How to Calculate Turnover Rate Manually
To calculate the employee turnover rate, you need three primary data points: the number of employees at the beginning of the period, the number of employees at the end of the period, and the total number of people who left.
1. Average Employees = (Start Employees + End Employees) / 2
2. Turnover Rate = (Separations / Average Employees) x 100
Example Calculation
Suppose a company started the year with 200 employees and ended with 210 employees. During that year, 15 people left the company.

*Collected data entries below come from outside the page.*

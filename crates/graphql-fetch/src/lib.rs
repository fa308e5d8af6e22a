//! graphql-fetch - Typed GraphQL transport and query-cache adapters.
//!
//! This crate provides:
//! - Parsed operation documents bound to their data and variables types.
//! - A single-exchange HTTP transport with one classified error type.
//! - Deterministic cache keys derived from operation name and variables.
//! - Query, fetch, infinite-query and mutation adapters over any
//!   [`QueryCache`] implementation.
//!
//! # Example
//!
//! ```rust,ignore
//! use graphql_fetch::{Transport, TypedDocument};
//!
//! let transport = Transport::new("https://graphqlzero.almansi.me/api");
//! let user: TypedDocument<UserData, UserVars> =
//!     TypedDocument::parse("query User($id: ID!) { user(id: $id) { id name } }")?;
//!
//! let data = transport.execute(&user, Some(&UserVars { id: "1".into() })).await?;
//! ```

#![forbid(unsafe_code)]
#![warn(clippy::all, clippy::pedantic, clippy::nursery)]
#![allow(clippy::module_name_repetitions)]
#![allow(clippy::missing_errors_doc)]
#![allow(clippy::must_use_candidate)]
#![allow(clippy::doc_markdown)]

mod adapter;
mod cache;
mod config;
mod document;
mod error;
mod key;
mod transport;

pub use adapter::{Fetcher, GraphqlClient, Mutation};
pub use cache::{MutationFn, PageFn, QueryCache, QueryFn};
pub use config::{Endpoint, TransportConfig};
pub use document::{OperationDocument, TypedDocument, operation_name};
pub use error::{ConfigError, DocumentError, ErrorKind, GraphqlError, GraphqlResult, UNKNOWN_ERROR};
pub use key::{INFINITE_DISCRIMINATOR, QueryKey, build_key};
pub use transport::{GraphqlRequest, Transport, TransportBuilder};
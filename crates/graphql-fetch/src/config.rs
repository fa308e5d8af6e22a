//! Transport configuration and the shared endpoint handle.

use std::collections::BTreeMap;
use std::fmt;
use std::sync::Arc;
use std::time::Duration;

use parking_lot::RwLock;
use serde::{Deserialize, Serialize};

use crate::error::ConfigError;

/// Shared, replaceable GraphQL endpoint.
///
/// Every clone observes the latest [`set`](Self::set). The transport reads the
/// value before each request, so it is meant to be set once at startup.
#[derive(Clone, Default)]
pub struct Endpoint {
    url: Arc<RwLock<String>>,
}

impl Endpoint {
    /// Create a handle pointing at `url`.
    #[must_use]
    pub fn new(url: impl Into<String>) -> Self {
        Self {
            url: Arc::new(RwLock::new(url.into())),
        }
    }

    /// Replace the endpoint. No validation is performed.
    pub fn set(&self, url: impl Into<String>) {
        *self.url.write() = url.into();
    }

    /// Return the current endpoint.
    #[must_use]
    pub fn current(&self) -> String {
        self.url.read().clone()
    }
}

impl fmt::Debug for Endpoint {
    fn fmt(&self, f: &mut fmt::Formatter<'_>) -> fmt::Result {
        f.debug_tuple("Endpoint").field(&*self.url.read()).finish()
    }
}

impl From<&str> for Endpoint {
    fn from(url: &str) -> Self {
        Self::new(url)
    }
}

impl From<String> for Endpoint {
    fn from(url: String) -> Self {
        Self::new(url)
    }
}

/// Transport configuration.
#[derive(Debug, Clone, PartialEq, Eq, Serialize, Deserialize)]
pub struct TransportConfig {
    /// Initial GraphQL endpoint URL.
    #[serde(default)]
    pub endpoint: String,

    /// Request timeout
    #[serde(default = "default_timeout", with = "duration_secs")]
    pub timeout: Duration,

    /// Extra headers sent with every request.
    #[serde(default)]
    pub headers: BTreeMap<String, String>,

    /// User agent string.
    #[serde(default = "default_user_agent")]
    pub user_agent: String,
}

fn default_timeout() -> Duration {
    Duration::from_secs(30)
}

fn default_user_agent() -> String {
    format!("graphql-fetch/{}", env!("CARGO_PKG_VERSION"))
}

impl Default for TransportConfig {
    fn default() -> Self {
        Self {
            endpoint: String::new(),
            timeout: default_timeout(),
            headers: BTreeMap::new(),
            user_agent: default_user_agent(),
        }
    }
}

impl TransportConfig {
    /// Configuration for `endpoint` with defaults for everything else.
    #[must_use]
    pub fn new(endpoint: impl Into<String>) -> Self {
        Self {
            endpoint: endpoint.into(),
            ..Self::default()
        }
    }

    /// Load configuration from a JSON document.
    pub fn from_json(json: &str) -> Result<Self, ConfigError> {
        Ok(serde_json::from_str(json)?)
    }
}

mod duration_secs {
    use serde::{Deserialize, Deserializer, Serialize, Serializer};
    use std::time::Duration;

    pub fn serialize<S>(duration: &Duration, serializer: S) -> Result<S::Ok, S::Error>
    where
        S: Serializer,
    {
        duration.as_secs().serialize(serializer)
    }

    pub fn deserialize<'de, D>(deserializer: D) -> Result<Duration, D::Error>
    where
        D: Deserializer<'de>,
    {
        let secs = u64::deserialize(deserializer)?;
        Ok(Duration::from_secs(secs))
    }
}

- Average Employees: (200 + 210) / 2 = 205
- Turnover Rate: (15 / 205) x 100 = 7.31%
What is a "Good" Turnover Rate?
Benchmarks vary significantly by industry. While a 10% annual turnover rate is often considered excellent in corporate environments, industries like retail or hospitality may see average rates between 50% and 100%. Comparing your results against industry competitors is essential for an accurate assessment of your organizational health.
Strategies to Reduce High Turnover
If your turnover rate is climbing, consider these HR strategies:
- Improve Onboarding: Ensure new hires feel welcomed and prepared.
- Competitive Compensation: Regularly audit salary and benefits.
- Career Development: Provide clear paths for promotion and skill acquisition.
- Stay Interviews: Talk to current employees about why they choose to stay.